» WHAT TO PRODUCE: Which lines have the string "verifier"? Copy all of them from the entries below.

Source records
============================================================

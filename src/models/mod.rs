//! Data models for the Coalición content tables

/// Implements `Payload` for a request body whose optional fields map one to
/// one onto table columns
macro_rules! payload_fields {
    ($payload:ident => $column:ident { $($field:ident => $variant:ident),+ $(,)? }) => {
        impl $crate::repository::Payload<$column> for $payload {
            fn into_fields(self) -> $crate::repository::Fields<$column> {
                let mut fields = $crate::repository::Fields::new();
                $(fields.set_opt($column::$variant, self.$field);)+
                fields
            }
        }
    };
}

pub mod category;
pub mod common;
pub mod enums;
pub mod event;
pub mod guide;
pub mod multimedia;
pub mod news;
pub mod publication;
pub mod upload;
pub mod verifier;

// Re-export commonly used types
pub use category::Category;
pub use common::ApiResponse;
pub use event::Event;
pub use guide::ElectoralGuide;
pub use multimedia::Multimedia;
pub use news::News;
pub use publication::Publication;
pub use verifier::Verifier;

use chrono::{DateTime, Utc};
use serde::{Deserialize, Deserializer};

/// Deserialize an optional timestamp given either as RFC 3339 or as a plain
/// `YYYY-MM-DD` date
pub(crate) fn flexible_timestamp<'de, D>(deserializer: D) -> Result<Option<DateTime<Utc>>, D::Error>
where
    D: Deserializer<'de>,
{
    let raw = Option::<String>::deserialize(deserializer)?;
    match raw {
        None => Ok(None),
        Some(s) => crate::repository::parse_timestamp(s.trim())
            .map(Some)
            .ok_or_else(|| serde::de::Error::custom(format!("invalid date or timestamp '{}'", s))),
    }
}
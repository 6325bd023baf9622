//! News model (activities, workshops, press releases)

use chrono::{DateTime, Utc};
use serde::{Deserialize, Serialize};
use sqlx::FromRow;
use utoipa::ToSchema;
use validator::Validate;

use super::enums::{ActivityStatus, NewsType};
use crate::repository::Resource;

crate::resource_columns! {
    pub enum NewsColumn {
        Title => ("title", Text),
        Description => ("description", Text),
        Content => ("content", Text),
        Excerpt => ("excerpt", Text),
        Type => ("type", Text),
        Author => ("author", Text),
        Date => ("date", Timestamp),
        Location => ("location", Text),
        Organizer => ("organizer", Text),
        Participants => ("participants", Text),
        Url => ("url", Text),
        Image => ("image", Text),
        Duration => ("duration", Text),
        RegistrationUrl => ("registration_url", Text),
        Status => ("status", Text),
        Featured => ("featured", Boolean),
        Slug => ("slug", Text),
    }
}

#[derive(Debug, Clone, Serialize, Deserialize, FromRow, ToSchema)]
#[serde(rename_all = "camelCase")]
pub struct News {
    pub id: i32,
    pub title: String,
    pub description: Option<String>,
    pub content: Option<String>,
    pub excerpt: Option<String>,
    #[serde(rename = "type")]
    #[sqlx(rename = "type")]
    pub kind: String,
    pub author: Option<String>,
    pub date: Option<DateTime<Utc>>,
    pub location: Option<String>,
    pub organizer: Option<String>,
    pub participants: Option<String>,
    pub url: Option<String>,
    pub image: Option<String>,
    pub duration: Option<String>,
    pub registration_url: Option<String>,
    pub status: String,
    pub featured: bool,
    pub slug: Option<String>,
    pub created_at: DateTime<Utc>,
    pub updated_at: DateTime<Utc>,
}

#[derive(Debug, Deserialize, Validate, ToSchema)]
#[serde(rename_all = "camelCase")]
pub struct CreateNews {
    #[validate(
        required(message = "title is required"),
        length(min = 1, message = "title is required")
    )]
    pub title: Option<String>,
    pub description: Option<String>,
    pub content: Option<String>,
    pub excerpt: Option<String>,
    #[validate(required(message = "type is required"))]
    #[serde(rename = "type")]
    pub kind: Option<NewsType>,
    pub author: Option<String>,
    #[serde(default, deserialize_with = "super::flexible_timestamp")]
    pub date: Option<DateTime<Utc>>,
    pub location: Option<String>,
    pub organizer: Option<String>,
    pub participants: Option<String>,
    pub url: Option<String>,
    pub image: Option<String>,
    pub duration: Option<String>,
    pub registration_url: Option<String>,
    pub status: Option<ActivityStatus>,
    pub featured: Option<bool>,
    pub slug: Option<String>,
}

#[derive(Debug, Deserialize, Validate, ToSchema)]
#[serde(rename_all = "camelCase")]
pub struct UpdateNews {
    #[validate(length(min = 1, message = "title cannot be empty"))]
    pub title: Option<String>,
    pub description: Option<String>,
    pub content: Option<String>,
    pub excerpt: Option<String>,
    #[serde(rename = "type")]
    pub kind: Option<NewsType>,
    pub author: Option<String>,
    #[serde(default, deserialize_with = "super::flexible_timestamp")]
    pub date: Option<DateTime<Utc>>,
    pub location: Option<String>,
    pub organizer: Option<String>,
    pub participants: Option<String>,
    pub url: Option<String>,
    pub image: Option<String>,
    pub duration: Option<String>,
    pub registration_url: Option<String>,
    pub status: Option<ActivityStatus>,
    pub featured: Option<bool>,
    pub slug: Option<String>,
}

payload_fields!(CreateNews => NewsColumn {
    title => Title,
    description => Description,
    content => Content,
    excerpt => Excerpt,
    kind => Type,
    author => Author,
    date => Date,
    location => Location,
    organizer => Organizer,
    participants => Participants,
    url => Url,
    image => Image,
    duration => Duration,
    registration_url => RegistrationUrl,
    status => Status,
    featured => Featured,
    slug => Slug,
});

payload_fields!(UpdateNews => NewsColumn {
    title => Title,
    description => Description,
    content => Content,
    excerpt => Excerpt,
    kind => Type,
    author => Author,
    date => Date,
    location => Location,
    organizer => Organizer,
    participants => Participants,
    url => Url,
    image => Image,
    duration => Duration,
    registration_url => RegistrationUrl,
    status => Status,
    featured => Featured,
    slug => Slug,
});

impl Resource for News {
    type Column = NewsColumn;
    type Create = CreateNews;
    type Update = UpdateNews;

    const TABLE: &'static str = "noticias";
    const LABEL: &'static str = "News item";
    const SEARCH_COLUMNS: &'static [NewsColumn] = &[NewsColumn::Title, NewsColumn::Description];
    const SLUG: NewsColumn = NewsColumn::Slug;
    const SLUG_SOURCE: NewsColumn = NewsColumn::Title;
}

#[cfg(test)]
mod tests {
    use super::*;
    use crate::repository::Payload;

    #[test]
    fn test_type_must_be_known() {
        let res = serde_json::from_str::<CreateNews>(r#"{"title":"Taller","type":"webinar"}"#);
        assert!(res.is_err());
    }

    #[test]
    fn test_date_accepts_plain_date() {
        let body: CreateNews = serde_json::from_str(
            r#"{"title":"Taller de observación","type":"taller","date":"2025-05-10"}"#,
        )
        .unwrap();
        assert!(body.validate().is_ok());
        assert_eq!(
            body.date.unwrap().to_rfc3339(),
            "2025-05-10T00:00:00+00:00"
        );
    }

    #[test]
    fn test_update_with_status_only() {
        let body: UpdateNews = serde_json::from_str(r#"{"status":"completed"}"#).unwrap();
        let fields = body.into_fields();
        assert_eq!(fields.len(), 1);
        assert!(fields.contains(NewsColumn::Status));
    }
}
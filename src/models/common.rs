//! Response envelope shared by every endpoint

use serde::Serialize;

use crate::repository::{Paginated, Pagination};

/// Success envelope: `{success, message, data, pagination?}`
#[derive(Debug, Serialize)]
pub struct ApiResponse<T> {
    pub success: bool,
    pub message: String,
    pub data: T,
    #[serde(skip_serializing_if = "Option::is_none")]
    pub pagination: Option<Pagination>,
}

impl<T> ApiResponse<T> {
    pub fn ok(message: impl Into<String>, data: T) -> Self {
        Self {
            success: true,
            message: message.into(),
            data,
            pagination: None,
        }
    }
}

impl<T> ApiResponse<Vec<T>> {
    pub fn paginated(message: impl Into<String>, page: Paginated<T>) -> Self {
        Self {
            success: true,
            message: message.into(),
            data: page.data,
            pagination: Some(page.pagination),
        }
    }
}

#[cfg(test)]
mod tests {
    use super::*;
    use crate::repository::PageRequest;

    #[test]
    fn test_pagination_omitted_when_absent() {
        let json = serde_json::to_value(ApiResponse::ok("ok", 3)).unwrap();
        assert_eq!(json["success"], true);
        assert!(json.get("pagination").is_none());
    }

    #[test]
    fn test_paginated_envelope() {
        let page = Paginated {
            data: vec!["a", "b"],
            pagination: Pagination::new(PageRequest { page: 2, limit: 2 }, 5),
        };
        let json = serde_json::to_value(ApiResponse::paginated("Records retrieved", page)).unwrap();
        assert_eq!(json["data"].as_array().unwrap().len(), 2);
        assert_eq!(json["pagination"]["page"], 2);
        assert_eq!(json["pagination"]["totalPages"], 3);
    }

    #[test]
    fn test_empty_page_is_still_a_success() {
        let page: Paginated<String> = Paginated {
            data: Vec::new(),
            pagination: Pagination::new(PageRequest { page: 1, limit: 10 }, 0),
        };
        let json = serde_json::to_value(ApiResponse::paginated("Search completed", page)).unwrap();
        assert_eq!(json["success"], true);
        assert_eq!(json["data"], serde_json::json!([]));
        assert_eq!(json["pagination"]["total"], 0);
        assert_eq!(json["pagination"]["totalPages"], 0);
    }
}
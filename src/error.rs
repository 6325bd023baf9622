//! Error types for the Coalición server

use axum::{
    extract::rejection::{JsonRejection, PathRejection, QueryRejection},
    http::StatusCode,
    response::{IntoResponse, Response},
    Json,
};
use axum_extra::extract::multipart::MultipartError;
use serde::Serialize;
use thiserror::Error;

/// SQLSTATE raised by PostgreSQL on a unique index violation
const UNIQUE_VIOLATION: &str = "23505";
/// SQLSTATE raised by PostgreSQL on a foreign key violation
const FOREIGN_KEY_VIOLATION: &str = "23503";

/// Main application error type
#[derive(Error, Debug)]
pub enum AppError {
    #[error("Not found: {0}")]
    NotFound(String),

    #[error("Validation error: {0}")]
    Validation(String),

    #[error("Conflict: {0}")]
    Conflict(String),

    #[error("Forbidden: {0}")]
    Forbidden(String),

    #[error("Error while {operation} in {table}: {source}")]
    Repository {
        table: &'static str,
        operation: &'static str,
        #[source]
        source: sqlx::Error,
    },

    #[error("Database error: {0}")]
    Database(#[from] sqlx::Error),

    #[error("I/O error: {0}")]
    Io(#[from] std::io::Error),

    #[error("Internal server error: {0}")]
    Internal(String),
}

impl AppError {
    /// Wrap a store error with the table and operation it came from.
    ///
    /// Unique and foreign key violations are classified from the SQLSTATE code
    /// so they surface as 409 and 400 instead of a generic 500.
    pub fn from_store(table: &'static str, operation: &'static str, source: sqlx::Error) -> Self {
        if let sqlx::Error::Database(db) = &source {
            match db.code().as_deref() {
                Some(UNIQUE_VIOLATION) => {
                    return AppError::Conflict(format!(
                        "A record with these unique values already exists in {}: {}",
                        table,
                        db.message()
                    ));
                }
                Some(FOREIGN_KEY_VIOLATION) => {
                    return AppError::Validation(format!(
                        "Referenced record does not exist: {}",
                        db.message()
                    ));
                }
                _ => {}
            }
        }
        AppError::Repository {
            table,
            operation,
            source,
        }
    }

    fn status_and_message(&self) -> (StatusCode, &'static str) {
        match self {
            AppError::NotFound(_) => (StatusCode::NOT_FOUND, "Record not found"),
            AppError::Validation(_) => (StatusCode::BAD_REQUEST, "Invalid request"),
            AppError::Conflict(_) => {
                (StatusCode::CONFLICT, "A record with these unique values already exists")
            }
            AppError::Forbidden(_) => (StatusCode::FORBIDDEN, "Access denied"),
            AppError::Repository { .. }
            | AppError::Database(_)
            | AppError::Io(_)
            | AppError::Internal(_) => (StatusCode::INTERNAL_SERVER_ERROR, "Internal server error"),
        }
    }
}

/// Error response body, the failure side of the response envelope
#[derive(Serialize, utoipa::ToSchema)]
pub struct ErrorResponse {
    pub success: bool,
    pub message: String,
    pub error: String,
}

impl IntoResponse for AppError {
    fn into_response(self) -> Response {
        let (status, summary) = self.status_and_message();

        if status.is_server_error() {
            tracing::error!("{}", self);
        }

        // Client errors carry their own explanation as the message
        let (message, error) = match &self {
            AppError::NotFound(msg) | AppError::Validation(msg) | AppError::Forbidden(msg) => {
                (msg.clone(), msg.clone())
            }
            other => (summary.to_string(), other.to_string()),
        };

        let body = Json(ErrorResponse {
            success: false,
            message,
            error,
        });

        (status, body).into_response()
    }
}

impl From<MultipartError> for AppError {
    fn from(error: MultipartError) -> Self {
        AppError::Validation(error.body_text())
    }
}

impl From<JsonRejection> for AppError {
    fn from(rejection: JsonRejection) -> Self {
        AppError::Validation(rejection.body_text())
    }
}

impl From<QueryRejection> for AppError {
    fn from(rejection: QueryRejection) -> Self {
        AppError::Validation(rejection.body_text())
    }
}

impl From<PathRejection> for AppError {
    fn from(rejection: PathRejection) -> Self {
        AppError::Validation(rejection.body_text())
    }
}

impl From<validator::ValidationErrors> for AppError {
    fn from(errors: validator::ValidationErrors) -> Self {
        let messages: Vec<String> = errors
            .field_errors()
            .into_iter()
            .flat_map(|(field, errs)| {
                errs.iter().map(move |e| match &e.message {
                    Some(msg) => msg.to_string(),
                    None => format!("{} is invalid", field),
                })
            })
            .collect();
        AppError::Validation(messages.join("; "))
    }
}

/// Result type alias for application operations
pub type AppResult<T> = Result<T, AppError>;
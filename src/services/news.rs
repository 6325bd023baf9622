//! News service

use chrono::{DateTime, Utc};

use super::resources::ResourceService;
use crate::{
    error::{AppError, AppResult},
    models::news::{News, NewsColumn},
    repository::{parse_timestamp, PageRequest, Paginated},
};

pub const UPCOMING_LIMIT: i64 = 10;
pub const FEATURED_LIMIT: i64 = 5;

impl ResourceService<News> {
    pub async fn upcoming(&self, limit: Option<i64>) -> AppResult<Vec<News>> {
        let limit = self.limit(limit, UPCOMING_LIMIT);
        self.repository().upcoming(limit).await
    }

    pub async fn featured(&self, limit: Option<i64>) -> AppResult<Vec<News>> {
        let limit = self.limit(limit, FEATURED_LIMIT);
        self.repository().featured(limit).await
    }

    /// News dated within `[start, end]`, oldest first
    pub async fn date_range(
        &self,
        start: Option<&str>,
        end: Option<&str>,
        page: PageRequest,
    ) -> AppResult<Paginated<News>> {
        let (start, end) = parse_range(start, end)?;
        self.repository()
            .list_between(NewsColumn::Date, start.into(), end.into(), page)
            .await
    }
}

/// Both bounds are required; a plain date means midnight UTC
fn parse_range(
    start: Option<&str>,
    end: Option<&str>,
) -> AppResult<(DateTime<Utc>, DateTime<Utc>)> {
    let (Some(start), Some(end)) = (
        start.filter(|s| !s.trim().is_empty()),
        end.filter(|s| !s.trim().is_empty()),
    ) else {
        return Err(AppError::Validation(
            "startDate and endDate are required".to_string(),
        ));
    };

    let parse = |name: &str, raw: &str| {
        parse_timestamp(raw.trim())
            .ok_or_else(|| AppError::Validation(format!("{} '{}' is not a valid date", name, raw)))
    };
    Ok((parse("startDate", start)?, parse("endDate", end)?))
}

#[cfg(test)]
mod tests {
    use super::*;

    #[test]
    fn test_range_requires_both_bounds() {
        assert!(matches!(
            parse_range(Some("2025-01-01"), None),
            Err(AppError::Validation(_))
        ));
        assert!(parse_range(None, Some("2025-01-31")).is_err());
        assert!(parse_range(Some(""), Some("2025-01-31")).is_err());
    }

    #[test]
    fn test_range_parses_dates() {
        let (start, end) = parse_range(Some("2025-01-01"), Some("2025-01-31T23:59:59Z")).unwrap();
        assert!(start < end);
    }

    #[test]
    fn test_range_rejects_garbage() {
        assert!(parse_range(Some("enero"), Some("2025-01-31")).is_err());
    }
}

============================================================

» RESULT OF THE EXERCISE:
pub mod verifier;
pub use verifier::Verifier;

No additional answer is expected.